We can then calculate the ratio of EL divided by total funded amount and that number can add to our decision-making in whether to employ a more aggressive or conservative lending strategy.
Overall
Wow, such a great course and intro to the topic of credit risk modelling. I am not the exact audience for this course as I am already familiar with majority of the concepts, but it was a nice refresher and reminded me of my 1st year at Lloyds Banking Group (which I cherish deeply)
Stream
Completed this Noe4j course on stream - Build a Neo4j-backed Chatbot using Python
It was not bad. After the stream ended I was looking around and found this - GraphRAG Python Package: Accelerating GenAI With Knowledge Graphs
This is neo4j’s native GraphRAG python package. Which reflects my belief that what langchain offers is fast-changing and learning one thing today, might be something similar, but different, in 1 month because the API has changed, or the specific function is provided natively by another package. Anyway ~ this blog post is something to read, maybe on next stream (Monday) or by meself - I will see.

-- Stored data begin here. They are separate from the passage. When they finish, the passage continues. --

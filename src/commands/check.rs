//! Check command implementation.
//!
//! Validates that the proc root is listable and status records parse.

use anyhow::{bail, Result};
use nix::unistd::geteuid;
use proctable::process::{collect_proc_entries, native_source, StatusSource};
use proctable::{build_snapshot, OwnershipClassifier, SnapshotOptions};

/// Validates proc access, own-record parsing and a full build.
pub fn command_check(opts: &SnapshotOptions) -> Result<()> {
    println!("🔍 proctable - System Check");
    println!("===========================");

    let mut all_ok = true;

    println!("\n📁 Checking {} ...", opts.proc_root.display());
    match collect_proc_entries(&opts.proc_root) {
        Ok(entries) if entries.is_empty() => {
            println!("   ❌ No process entries found");
            all_ok = false;
        }
        Ok(entries) => println!("   ✅ Can list {} process entries", entries.len()),
        Err(e) => {
            println!("   ❌ {}", e);
            all_ok = false;
        }
    }

    println!("\n📄 Checking own status record...");
    let own_pid = std::process::id();
    let own_dir = opts.proc_root.join(own_pid.to_string());
    let source = native_source(
        opts.units,
        OwnershipClassifier::for_current_process(&opts.app_marker),
    );
    match source.read_process(&own_dir, own_pid) {
        Ok(p) => {
            println!("   ✅ Parsed pid {} ({})", p.id, p.command);
            if !p.is_owned_by_monitored_app {
                println!("   ❌ Own process not classified as monitored app");
                all_ok = false;
            }
        }
        Err(e) => {
            println!("   ❌ {}", e);
            all_ok = false;
        }
    }

    println!("\n🌲 Building full snapshot...");
    let report = build_snapshot(opts);
    println!(
        "   ✅ {} processes, {} roots",
        report.table.len(),
        report.table.roots().len()
    );
    if let Some(kind) = report.last_failure {
        println!("   ⚠️  Last failure: {}", kind);
    }

    if !geteuid().is_root() {
        println!("\n⚠️  Not running as root - records of other users may be hidden");
    }

    if !all_ok {
        bail!("system check failed");
    }
    println!("\n✅ All checks passed");
    Ok(())
}
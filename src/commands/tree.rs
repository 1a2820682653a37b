//! Tree command implementation.
//!
//! Prints the process forest, or one subtree, with aggregated usage.

use anyhow::{bail, Result};
use proctable::{build_snapshot, ProcessTable, SnapshotOptions};
use std::fmt::Write as _;

use super::format_bytes;

fn render_node(table: &ProcessTable, pid: u32, prefix: &str, last: bool, out: &mut String) {
    let Some(p) = table.get(pid) else {
        return;
    };
    let usage = table.tree_usage(pid);
    let marker = if p.is_owned_by_monitored_app { " [app]" } else { "" };
    let branch = if last { "└─ " } else { "├─ " };
    let _ = writeln!(
        out,
        "{}{}{} {}{} ({} procs, {}, {:.2}s cpu)",
        prefix,
        branch,
        p.id,
        p.command,
        marker,
        usage.processes,
        format_bytes(usage.working_set_size),
        usage.cpu_time()
    );

    let child_prefix = format!("{}{}", prefix, if last { "   " } else { "│  " });
    for (i, child) in p.children.iter().enumerate() {
        render_node(table, *child, &child_prefix, i + 1 == p.children.len(), out);
    }
}

/// Renders the subtrees rooted at `roots`.
fn render_forest(table: &ProcessTable, roots: &[u32]) -> String {
    let mut out = String::new();
    for (i, root) in roots.iter().enumerate() {
        render_node(table, *root, "", i + 1 == roots.len(), &mut out);
    }
    out
}

/// Prints the process forest, or the subtree of `pid`.
pub fn command_tree(opts: &SnapshotOptions, pid: Option<u32>) -> Result<()> {
    let report = build_snapshot(opts);
    let table = &report.table;

    let roots = match pid {
        Some(pid) => {
            if !table.contains(pid) {
                bail!("pid {} is not in the snapshot", pid);
            }
            vec![pid]
        }
        None => table.roots(),
    };

    print!("{}", render_forest(table, &roots));
    if let Some(kind) = report.last_failure {
        println!("⚠️  Some records were skipped (last failure: {})", kind);
    }
    Ok(())
}
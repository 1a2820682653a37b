//! Decoders for the binary `/proc/<pid>/psinfo` and `/proc/<pid>/usage`
//! records exposed by Solaris and illumos.
//!
//! Only the LP64 layouts of `psinfo_t` and `prusage_t` are understood. The
//! records are read at their full fixed size and fields are picked from
//! explicit offsets, so a layout mismatch shows up as a short record rather
//! than as silently shifted values.

use crate::error::ProcError;
use crate::process::table::bounded_command;

/// `sizeof(psinfo_t)` on LP64.
pub const PSINFO_RECORD_LEN: usize = 416;
/// `sizeof(prusage_t)` on LP64.
pub const USAGE_RECORD_LEN: usize = 504;

const PR_FNAMESZ: usize = 16;

mod psinfo_offsets {
    pub const PID: usize = 8;
    pub const PPID: usize = 12;
    /// Image size in KB.
    pub const SIZE: usize = 48;
    /// Resident set size in KB.
    pub const RSSIZE: usize = 56;
    pub const FNAME: usize = 136;
}

mod usage_offsets {
    pub const UTIME: usize = 72;
    pub const STIME: usize = 88;
    pub const MINF: usize = 328;
    pub const MAJF: usize = 336;
}

/// Identification and size fields of `psinfo_t`.
#[derive(Debug, Clone, Default, PartialEq)]
pub struct PsInfo {
    pub pid: i32,
    pub ppid: i32,
    pub size_kb: u64,
    pub rssize_kb: u64,
    pub fname: String,
}

/// A `timestruc_t`.
#[derive(Debug, Clone, Copy, Default, PartialEq)]
pub struct Timestruc {
    pub sec: i64,
    pub nsec: i64,
}

/// Timing and fault fields of `prusage_t`.
#[derive(Debug, Clone, Copy, Default, PartialEq)]
pub struct PrUsage {
    pub utime: Timestruc,
    pub stime: Timestruc,
    pub minf: u64,
    pub majf: u64,
}

fn short_record(what: &str, want: usize, got: usize) -> ProcError {
    ProcError::RecordUnreadable {
        pid: 0,
        opened: true,
        source: std::io::Error::new(
            std::io::ErrorKind::UnexpectedEof,
            format!("{what} record is {got} bytes, expected {want}"),
        ),
    }
}

fn array<const N: usize>(buf: &[u8], off: usize) -> [u8; N] {
    let mut out = [0u8; N];
    out.copy_from_slice(&buf[off..off + N]);
    out
}

fn read_i32(buf: &[u8], off: usize) -> i32 {
    i32::from_ne_bytes(array(buf, off))
}

fn read_i64(buf: &[u8], off: usize) -> i64 {
    i64::from_ne_bytes(array(buf, off))
}

fn read_u64(buf: &[u8], off: usize) -> u64 {
    u64::from_ne_bytes(array(buf, off))
}

fn read_timestruc(buf: &[u8], off: usize) -> Timestruc {
    Timestruc {
        sec: read_i64(buf, off),
        nsec: read_i64(buf, off + 8),
    }
}

impl PsInfo {
    pub fn decode(buf: &[u8]) -> Result<Self, ProcError> {
        if buf.len() < PSINFO_RECORD_LEN {
            return Err(short_record("psinfo", PSINFO_RECORD_LEN, buf.len()));
        }
        use psinfo_offsets::*;
        let raw = &buf[FNAME..FNAME + PR_FNAMESZ];
        let end = raw.iter().position(|&b| b == 0).unwrap_or(PR_FNAMESZ);
        Ok(Self {
            pid: read_i32(buf, PID),
            ppid: read_i32(buf, PPID),
            size_kb: read_u64(buf, SIZE),
            rssize_kb: read_u64(buf, RSSIZE),
            fname: bounded_command(&String::from_utf8_lossy(&raw[..end])),
        })
    }
}

impl PrUsage {
    pub fn decode(buf: &[u8]) -> Result<Self, ProcError> {
        if buf.len() < USAGE_RECORD_LEN {
            return Err(short_record("usage", USAGE_RECORD_LEN, buf.len()));
        }
        use usage_offsets::*;
        Ok(Self {
            utime: read_timestruc(buf, UTIME),
            stime: read_timestruc(buf, STIME),
            minf: read_u64(buf, MINF),
            majf: read_u64(buf, MAJF),
        })
    }
}

/// Record builders shared with the source tests.
#[cfg(test)]
pub(crate) mod fixtures {
    use super::*;

    pub fn psinfo_bytes(pid: i32, ppid: i32, size_kb: u64, rssize_kb: u64, fname: &str) -> Vec<u8> {
        use super::psinfo_offsets::*;
        let mut buf = vec![0u8; PSINFO_RECORD_LEN];
        buf[PID..PID + 4].copy_from_slice(&pid.to_ne_bytes());
        buf[PPID..PPID + 4].copy_from_slice(&ppid.to_ne_bytes());
        buf[SIZE..SIZE + 8].copy_from_slice(&size_kb.to_ne_bytes());
        buf[RSSIZE..RSSIZE + 8].copy_from_slice(&rssize_kb.to_ne_bytes());
        let name = fname.as_bytes();
        let n = name.len().min(PR_FNAMESZ);
        buf[FNAME..FNAME + n].copy_from_slice(&name[..n]);
        buf
    }

    pub fn usage_bytes(utime: (i64, i64), stime: (i64, i64), minf: u64, majf: u64) -> Vec<u8> {
        use super::usage_offsets::*;
        let mut buf = vec![0u8; USAGE_RECORD_LEN];
        buf[UTIME..UTIME + 8].copy_from_slice(&utime.0.to_ne_bytes());
        buf[UTIME + 8..UTIME + 16].copy_from_slice(&utime.1.to_ne_bytes());
        buf[STIME..STIME + 8].copy_from_slice(&stime.0.to_ne_bytes());
        buf[STIME + 8..STIME + 16].copy_from_slice(&stime.1.to_ne_bytes());
        buf[MINF..MINF + 8].copy_from_slice(&minf.to_ne_bytes());
        buf[MAJF..MAJF + 8].copy_from_slice(&majf.to_ne_bytes());
        buf
    }
}
//! Conversion of kernel-native units into bytes and seconds.
//!
//! Text status records report resident memory in pages and CPU time in clock
//! ticks; binary records report sizes in KB and times as (sec, nsec) pairs.

use once_cell::sync::Lazy;

/// Fallback when sysconf cannot report the page size.
pub const DEFAULT_PAGE_SIZE: u64 = 4096;

/// Historical USER_HZ; still what Linux exposes through /proc.
pub const DEFAULT_TICKS_PER_SECOND: f64 = 100.0;

/// Positive `sysconf` value for `name`, or `None` when unavailable.
fn sysconf(name: libc::c_int) -> Option<i64> {
    // SAFETY: sysconf takes no pointers; -1 and 0 are both rejected below
    let value = i64::from(unsafe { libc::sysconf(name) });
    (value > 0).then_some(value)
}

static DETECTED: Lazy<Units> = Lazy::new(|| Units {
    page_size: sysconf(libc::_SC_PAGESIZE).map_or(DEFAULT_PAGE_SIZE, |v| v as u64),
    ticks_per_second: sysconf(libc::_SC_CLK_TCK).map_or(DEFAULT_TICKS_PER_SECOND, |v| v as f64),
});

/// Unit constants used to normalize one snapshot.
#[derive(Debug, Clone, Copy, PartialEq)]
pub struct Units {
    pub page_size: u64,
    pub ticks_per_second: f64,
}

impl Default for Units {
    fn default() -> Self {
        Self {
            page_size: DEFAULT_PAGE_SIZE,
            ticks_per_second: DEFAULT_TICKS_PER_SECOND,
        }
    }
}

impl Units {
    /// Units reported by the running system, queried once per process.
    pub fn detect() -> Self {
        *DETECTED
    }

    /// Resident page count to bytes. Negative counts clamp to zero.
    pub fn pages_to_bytes(&self, pages: i64) -> u64 {
        u64::try_from(pages)
            .unwrap_or(0)
            .saturating_mul(self.page_size)
    }

    pub fn ticks_to_seconds(&self, ticks: u64) -> f64 {
        ticks as f64 / self.ticks_per_second
    }
}

pub fn kib_to_bytes(kib: u64) -> u64 {
    kib.saturating_mul(1024)
}

/// Seconds plus nanoseconds as fractional seconds.
pub fn timespec_to_seconds(sec: i64, nsec: i64) -> f64 {
    sec as f64 + nsec as f64 / 1e9
}
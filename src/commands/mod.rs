//! CLI command implementations for proctable.
//!
//! This module provides implementations for all CLI subcommands:
//! - `snapshot`: One process table snapshot, flat
//! - `tree`: The process forest with per-tree usage
//! - `check`: Proc root and record validation

pub mod check;
pub mod snapshot;
pub mod tree;

// Re-export command functions
pub use check::command_check;
pub use snapshot::command_snapshot;
pub use tree::command_tree;

/// Formats bytes as a human-readable size.
pub(crate) fn format_bytes(bytes: u64) -> String {
    if bytes >= 1024 * 1024 * 1024 {
        format!("{:.2} GB", bytes as f64 / (1024.0 * 1024.0 * 1024.0))
    } else if bytes >= 1024 * 1024 {
        format!("{:.2} MB", bytes as f64 / (1024.0 * 1024.0))
    } else if bytes >= 1024 {
        format!("{:.2} KB", bytes as f64 / 1024.0)
    } else {
        format!("{} B", bytes)
    }
}
//! Error types for process table construction.
//!
//! Every per-process failure is contained by the table builder; only an
//! unreadable process directory cuts a build short.

use serde::Serialize;
use std::fmt;
use std::path::PathBuf;

/// Errors raised while enumerating or decoding process status records.
#[derive(Debug, thiserror::Error)]
pub enum ProcError {
    #[error("process directory {} unavailable: {source}", .path.display())]
    DirectoryUnavailable {
        path: PathBuf,
        #[source]
        source: std::io::Error,
    },

    #[error("status record for pid {pid} unreadable: {source}")]
    RecordUnreadable {
        pid: u32,
        /// False when the record could not even be opened (process exited).
        opened: bool,
        #[source]
        source: std::io::Error,
    },

    #[error("malformed status record for pid {pid}: {reason}")]
    MalformedRecord { pid: u32, reason: String },
}

impl ProcError {
    pub fn kind(&self) -> FailureKind {
        match self {
            ProcError::DirectoryUnavailable { .. } => FailureKind::DirectoryUnavailable,
            ProcError::RecordUnreadable { .. } => FailureKind::RecordUnreadable,
            ProcError::MalformedRecord { .. } => FailureKind::MalformedRecord,
        }
    }

    /// Builds a `MalformedRecord` without a pid; the source fills it in.
    pub(crate) fn malformed(reason: impl Into<String>) -> Self {
        ProcError::MalformedRecord {
            pid: 0,
            reason: reason.into(),
        }
    }

    /// Attaches the pid to a record-level error raised by a pure decoder.
    pub(crate) fn with_pid(self, pid: u32) -> Self {
        match self {
            ProcError::RecordUnreadable { opened, source, .. } => ProcError::RecordUnreadable {
                pid,
                opened,
                source,
            },
            ProcError::MalformedRecord { reason, .. } => ProcError::MalformedRecord { pid, reason },
            other => other,
        }
    }
}

/// Coarse failure classification reported by a build (last one wins).
#[derive(Debug, Clone, Copy, PartialEq, Eq, Serialize)]
#[serde(rename_all = "snake_case")]
pub enum FailureKind {
    DirectoryUnavailable,
    RecordUnreadable,
    MalformedRecord,
}

impl fmt::Display for FailureKind {
    fn fmt(&self, f: &mut fmt::Formatter<'_>) -> fmt::Result {
        let s = match self {
            FailureKind::DirectoryUnavailable => "directory unavailable",
            FailureKind::RecordUnreadable => "record unreadable",
            FailureKind::MalformedRecord => "malformed record",
        };
        f.write_str(s)
    }
}
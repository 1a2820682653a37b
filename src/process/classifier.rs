//! Ownership and priority classification of processes.
//!
//! A process belongs to the monitored application when it is the caller
//! itself, or when its command name contains the application marker.

/// Marker matched against command names by default.
pub const DEFAULT_APP_MARKER: &str = "boinc";

/// Kernel priority reported for niceness 19.
///
/// Linux stores priority as nice + 20 so that negative values stay free for
/// error codes; the lowest user-visible niceness therefore reads as 39.
pub const LOW_PRIORITY_SENTINEL: i64 = 39;

pub fn is_low_priority(priority: i64) -> bool {
    priority == LOW_PRIORITY_SENTINEL
}

/// Decides whether a process belongs to the monitored application.
#[derive(Debug, Clone)]
pub struct OwnershipClassifier {
    own_pid: u32,
    /// Stored lowercased.
    marker: String,
}

impl OwnershipClassifier {
    pub fn new(own_pid: u32, marker: &str) -> Self {
        Self {
            own_pid,
            marker: marker.to_ascii_lowercase(),
        }
    }

    /// Classifier for the calling process.
    pub fn for_current_process(marker: &str) -> Self {
        Self::new(std::process::id(), marker)
    }

    pub fn own_pid(&self) -> u32 {
        self.own_pid
    }

    pub fn marker(&self) -> &str {
        &self.marker
    }

    pub fn is_owned(&self, pid: u32, command: &str) -> bool {
        if pid == self.own_pid {
            return true;
        }
        if self.marker.is_empty() {
            return false;
        }
        command.to_ascii_lowercase().contains(&self.marker)
    }
}

impl Default for OwnershipClassifier {
    fn default() -> Self {
        Self::for_current_process(DEFAULT_APP_MARKER)
    }
}
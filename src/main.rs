//! proctable - version 0.1.0
//!
//! Process table snapshots with tracing logging.
//! This is the main entry point that resolves configuration and dispatches subcommands.

mod cli;
mod commands;
mod config;

use anyhow::Result;
use clap::Parser;
use tracing::info;

use cli::{Args, Commands, LogLevel, OutputFormat};
use commands::{command_check, command_snapshot, command_tree};
use config::{resolve_config, show_config, validate_effective_config};

/// Installs the stderr tracing subscriber at the resolved level.
fn setup_logging(level: LogLevel) {
    let Some(max_level) = level.max_level() else {
        return;
    };

    let subscriber = tracing_subscriber::fmt()
        .with_max_level(max_level)
        .with_writer(std::io::stderr)
        .with_target(true)
        .with_file(true)
        .with_line_number(true)
        .finish();

    if tracing::subscriber::set_global_default(subscriber).is_err() {
        eprintln!("Failed to set tracing subscriber");
        return;
    }

    info!("Logging initialized with level: {:?}", level);
}

/// Main application entry point.
fn main() -> Result<()> {
    let args = Args::parse();

    // The log level may come from the config file, so resolve it first.
    let config = resolve_config(&args)?;
    setup_logging(config.log_level());

    if let Err(e) = validate_effective_config(&config) {
        eprintln!("❌ Configuration invalid: {:#}", e);
        std::process::exit(1);
    }
    if args.check_config {
        println!("✅ Configuration is valid");
        return Ok(());
    }

    if args.show_config {
        return show_config(&config.effective(), args.config_format.clone());
    }

    let opts = config.snapshot_options();

    match &args.command {
        Some(Commands::Snapshot { format, owned_only }) => {
            command_snapshot(&opts, *format, *owned_only)
        }
        Some(Commands::Tree { pid }) => command_tree(&opts, *pid),
        Some(Commands::Check) => command_check(&opts),
        None => command_snapshot(&opts, OutputFormat::Text, false),
    }
}
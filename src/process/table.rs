//! Normalized process entries and the pid-keyed snapshot table.
//!
//! A table is filled in one pass, then `link_children` derives the
//! parent/child lists. Tree queries only make sense after linking.

use ahash::{AHashMap as HashMap, AHashSet as HashSet};
use serde::Serialize;

/// Longest command name kept, in bytes.
pub const MAX_COMMAND_LEN: usize = 255;

/// Copies at most `MAX_COMMAND_LEN` bytes, never splitting a character.
pub fn bounded_command(name: &str) -> String {
    if name.len() <= MAX_COMMAND_LEN {
        return name.to_string();
    }
    let mut end = MAX_COMMAND_LEN;
    while !name.is_char_boundary(end) {
        end -= 1;
    }
    name[..end].to_string()
}

/// One process, normalized to bytes and seconds.
#[derive(Debug, Clone, Default, PartialEq, Serialize)]
pub struct ProcessInfo {
    pub id: u32,
    pub parent_id: u32,
    pub command: String,
    /// Virtual size in bytes.
    pub swap_size: u64,
    /// Resident size in bytes.
    pub working_set_size: u64,
    pub user_time: f64,
    pub kernel_time: f64,
    /// Minor plus major faults.
    pub page_fault_count: u64,
    pub is_owned_by_monitored_app: bool,
    pub is_low_priority: bool,
    pub children: Vec<u32>,
}

/// Resource totals over a set of processes.
#[derive(Debug, Clone, Copy, Default, PartialEq, Serialize)]
pub struct ResourceUsage {
    pub processes: usize,
    pub working_set_size: u64,
    pub swap_size: u64,
    pub user_time: f64,
    pub kernel_time: f64,
    pub page_fault_count: u64,
}

impl ResourceUsage {
    pub fn add(&mut self, p: &ProcessInfo) {
        self.processes += 1;
        self.working_set_size = self.working_set_size.saturating_add(p.working_set_size);
        self.swap_size = self.swap_size.saturating_add(p.swap_size);
        self.user_time += p.user_time;
        self.kernel_time += p.kernel_time;
        self.page_fault_count = self.page_fault_count.saturating_add(p.page_fault_count);
    }

    pub fn cpu_time(&self) -> f64 {
        self.user_time + self.kernel_time
    }
}

/// Snapshot of all processes, keyed by pid.
#[derive(Debug, Clone, Default)]
pub struct ProcessTable {
    entries: HashMap<u32, ProcessInfo>,
}

impl ProcessTable {
    pub fn new() -> Self {
        Self::default()
    }

    /// Inserts an entry, returning the previous one for the same pid.
    pub fn insert(&mut self, info: ProcessInfo) -> Option<ProcessInfo> {
        self.entries.insert(info.id, info)
    }

    pub fn get(&self, pid: u32) -> Option<&ProcessInfo> {
        self.entries.get(&pid)
    }

    pub fn contains(&self, pid: u32) -> bool {
        self.entries.contains_key(&pid)
    }

    pub fn len(&self) -> usize {
        self.entries.len()
    }

    pub fn is_empty(&self) -> bool {
        self.entries.is_empty()
    }

    pub fn iter(&self) -> impl Iterator<Item = &ProcessInfo> {
        self.entries.values()
    }

    /// Entries ordered by pid.
    pub fn sorted(&self) -> Vec<&ProcessInfo> {
        let mut out: Vec<&ProcessInfo> = self.entries.values().collect();
        out.sort_by_key(|p| p.id);
        out
    }

    /// Pids whose parent is not part of the snapshot, ascending.
    pub fn roots(&self) -> Vec<u32> {
        let mut roots: Vec<u32> = self
            .entries
            .values()
            .filter(|p| p.parent_id == p.id || !self.entries.contains_key(&p.parent_id))
            .map(|p| p.id)
            .collect();
        roots.sort_unstable();
        roots
    }

    /// All transitive children of `pid`, excluding `pid` itself.
    pub fn descendants(&self, pid: u32) -> Vec<u32> {
        let mut out = Vec::new();
        let mut seen: HashSet<u32> = HashSet::new();
        seen.insert(pid);
        let mut stack: Vec<u32> = match self.entries.get(&pid) {
            Some(p) => p.children.iter().rev().copied().collect(),
            None => return out,
        };
        while let Some(next) = stack.pop() {
            if !seen.insert(next) {
                continue;
            }
            out.push(next);
            if let Some(p) = self.entries.get(&next) {
                stack.extend(p.children.iter().rev().copied());
            }
        }
        out
    }

    /// Usage of `pid` plus all of its descendants.
    pub fn tree_usage(&self, pid: u32) -> ResourceUsage {
        let mut usage = ResourceUsage::default();
        let Some(root) = self.entries.get(&pid) else {
            return usage;
        };
        usage.add(root);
        for child in self.descendants(pid) {
            if let Some(p) = self.entries.get(&child) {
                usage.add(p);
            }
        }
        usage
    }

    /// Pids owned by the monitored application, or descended from one.
    fn owned_set(&self) -> HashSet<u32> {
        let mut owned = HashSet::new();
        for p in self.entries.values().filter(|p| p.is_owned_by_monitored_app) {
            if owned.insert(p.id) {
                owned.extend(self.descendants(p.id));
            }
        }
        owned
    }

    /// Usage of monitored-application processes and their descendants.
    pub fn owned_usage(&self) -> ResourceUsage {
        let owned = self.owned_set();
        let mut usage = ResourceUsage::default();
        for p in self.entries.values().filter(|p| owned.contains(&p.id)) {
            usage.add(p);
        }
        usage
    }

    /// Usage of everything not counted by `owned_usage`.
    pub fn foreign_usage(&self) -> ResourceUsage {
        let owned = self.owned_set();
        let mut usage = ResourceUsage::default();
        for p in self.entries.values().filter(|p| !owned.contains(&p.id)) {
            usage.add(p);
        }
        usage
    }
}

impl FromIterator<ProcessInfo> for ProcessTable {
    fn from_iter<I: IntoIterator<Item = ProcessInfo>>(iter: I) -> Self {
        let mut table = ProcessTable::new();
        for p in iter {
            table.insert(p);
        }
        table
    }
}

/// Rebuilds every entry's `children` from the parent ids in the table.
///
/// Must run after all entries are inserted: parents may be listed after
/// their children. Children end up in ascending pid order.
pub fn link_children(table: &mut ProcessTable) {
    let mut links: Vec<(u32, u32)> = table
        .entries
        .values()
        .filter(|p| p.parent_id != p.id && table.entries.contains_key(&p.parent_id))
        .map(|p| (p.parent_id, p.id))
        .collect();
    links.sort_unstable();

    for p in table.entries.values_mut() {
        p.children.clear();
    }
    for (parent, child) in links {
        if let Some(p) = table.entries.get_mut(&parent) {
            p.children.push(child);
        }
    }
}

#[cfg(test)]
mod tests {
    use super::*;

    fn proc(id: u32, parent_id: u32) -> ProcessInfo {
        ProcessInfo {
            id,
            parent_id,
            command: format!("p{id}"),
            working_set_size: 1024,
            swap_size: 2048,
            user_time: 1.0,
            kernel_time: 0.5,
            page_fault_count: 3,
            ..Default::default()
        }
    }

    fn linked(entries: Vec<ProcessInfo>) -> ProcessTable {
        let mut table: ProcessTable = entries.into_iter().collect();
        link_children(&mut table);
        table
    }

    #[test]
    fn test_bounded_command_respects_char_boundary() {
        let name = format!("{}é", "a".repeat(MAX_COMMAND_LEN - 1));
        let bounded = bounded_command(&name);
        assert_eq!(bounded.len(), MAX_COMMAND_LEN - 1);
        assert_eq!(bounded_command("short"), "short");
    }

    #[test]
    fn test_link_children_parent_listed_after_child() {
        let table = linked(vec![proc(42, 7), proc(43, 7), proc(7, 1)]);
        assert_eq!(table.get(7).unwrap().children, vec![42, 43]);
        assert!(table.get(42).unwrap().children.is_empty());
    }

    #[test]
    fn test_link_children_each_child_once() {
        let mut table = linked(vec![proc(1, 0), proc(2, 1), proc(3, 1), proc(4, 2)]);
        // Linking twice must not duplicate entries.
        link_children(&mut table);
        for p in table.iter() {
            if let Some(parent) = table.get(p.parent_id) {
                let n = parent.children.iter().filter(|&&c| c == p.id).count();
                assert_eq!(n, 1, "pid {} listed {} times", p.id, n);
            }
        }
    }

    #[test]
    fn test_missing_parent_makes_root() {
        let table = linked(vec![proc(10, 999), proc(11, 10), proc(1, 0)]);
        assert_eq!(table.roots(), vec![1, 10]);
        assert_eq!(table.get(10).unwrap().children, vec![11]);
    }

    #[test]
    fn test_self_parent_is_not_own_child() {
        let table = linked(vec![proc(0, 0), proc(1, 0)]);
        assert_eq!(table.get(0).unwrap().children, vec![1]);
        assert_eq!(table.roots(), vec![0]);
    }

    #[test]
    fn test_descendants_and_tree_usage() {
        let table = linked(vec![proc(1, 0), proc(2, 1), proc(3, 2), proc(4, 2), proc(5, 0)]);
        assert_eq!(table.descendants(1), vec![2, 3, 4]);
        assert!(table.descendants(5).is_empty());
        assert!(table.descendants(404).is_empty());

        let usage = table.tree_usage(2);
        assert_eq!(usage.processes, 3);
        assert_eq!(usage.working_set_size, 3 * 1024);
        assert_eq!(usage.page_fault_count, 9);
        assert!((usage.cpu_time() - 4.5).abs() < 1e-9);
        assert_eq!(table.tree_usage(404), ResourceUsage::default());
    }

    #[test]
    fn test_owned_and_foreign_usage_partition() {
        let mut client = proc(100, 1);
        client.is_owned_by_monitored_app = true;
        // Owned child of an owned parent must only be counted once.
        let mut helper = proc(102, 100);
        helper.is_owned_by_monitored_app = true;
        let table = linked(vec![proc(1, 0), client, proc(101, 100), helper, proc(200, 1)]);

        let owned = table.owned_usage();
        let foreign = table.foreign_usage();
        assert_eq!(owned.processes, 3);
        assert_eq!(foreign.processes, 2);
        assert_eq!(owned.processes + foreign.processes, table.len());
    }
}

I want to try to convert the pandas code and models from the Udemy course to PySpark - kind of what part of my role was back during my 1st year at Lloyds Banking Group. I decided to start doing it, but of course I faced pyspark issues. I spend ~1hr fixing them but finally I got it done. I will follow along the notebooks that do it in pandas and translate that to pyspark ~ but that is for tomorrow/next few days.
That is all for today!
See you tomorrow :)
P.S. had the post ready to post, but was playing around with translating the pandas code to pyspark and got stuck at doing OHE in pyspark.
So far, I have
from pyspark.ml.feature import StringIndexer, OneHotEncoder
from pyspark.ml import Pipeline
indexer = StringIndexer(inputCol='grade', outputCol='grade_index')
encoder = OneHotEncoder(inputCol='grade_index', outputCol='grade_ohe', dropLast=True)
pipeline = Pipeline(stages=[indexer, encoder])
pipeline_model = pipeline.fit(df)
df = pipeline_model.transform(df)
df.select('grade', 'grade_index', 'grade_ohe').show()
Which returns:
+-----+-----------+-------------+
|grade|grade_index| grade_ohe|
+-----+-----------+-------------+
| B| 0.0|(6,[0],[1.0])|
| C| 1.0|(6,[1],[1.0])|
| C| 1.0|(6,[1],[1.0])|
| C| 1.0|(6,[1],[1.0])|
| B| 0.0|(6,[0],[1.0])|
| A| 3.0|(6,[3],[1.0])|
| C| 1.0|(6,[1],[1.0])|
| E| 4.0|(6,[4],[1.0])|
| F| 5.0|(6,[5],[1.0])|
And apparently for spark ML models the features need to be put in a vector, so that’s why this is returned like that. I need to think if this is ok for me and will continue tomorrow.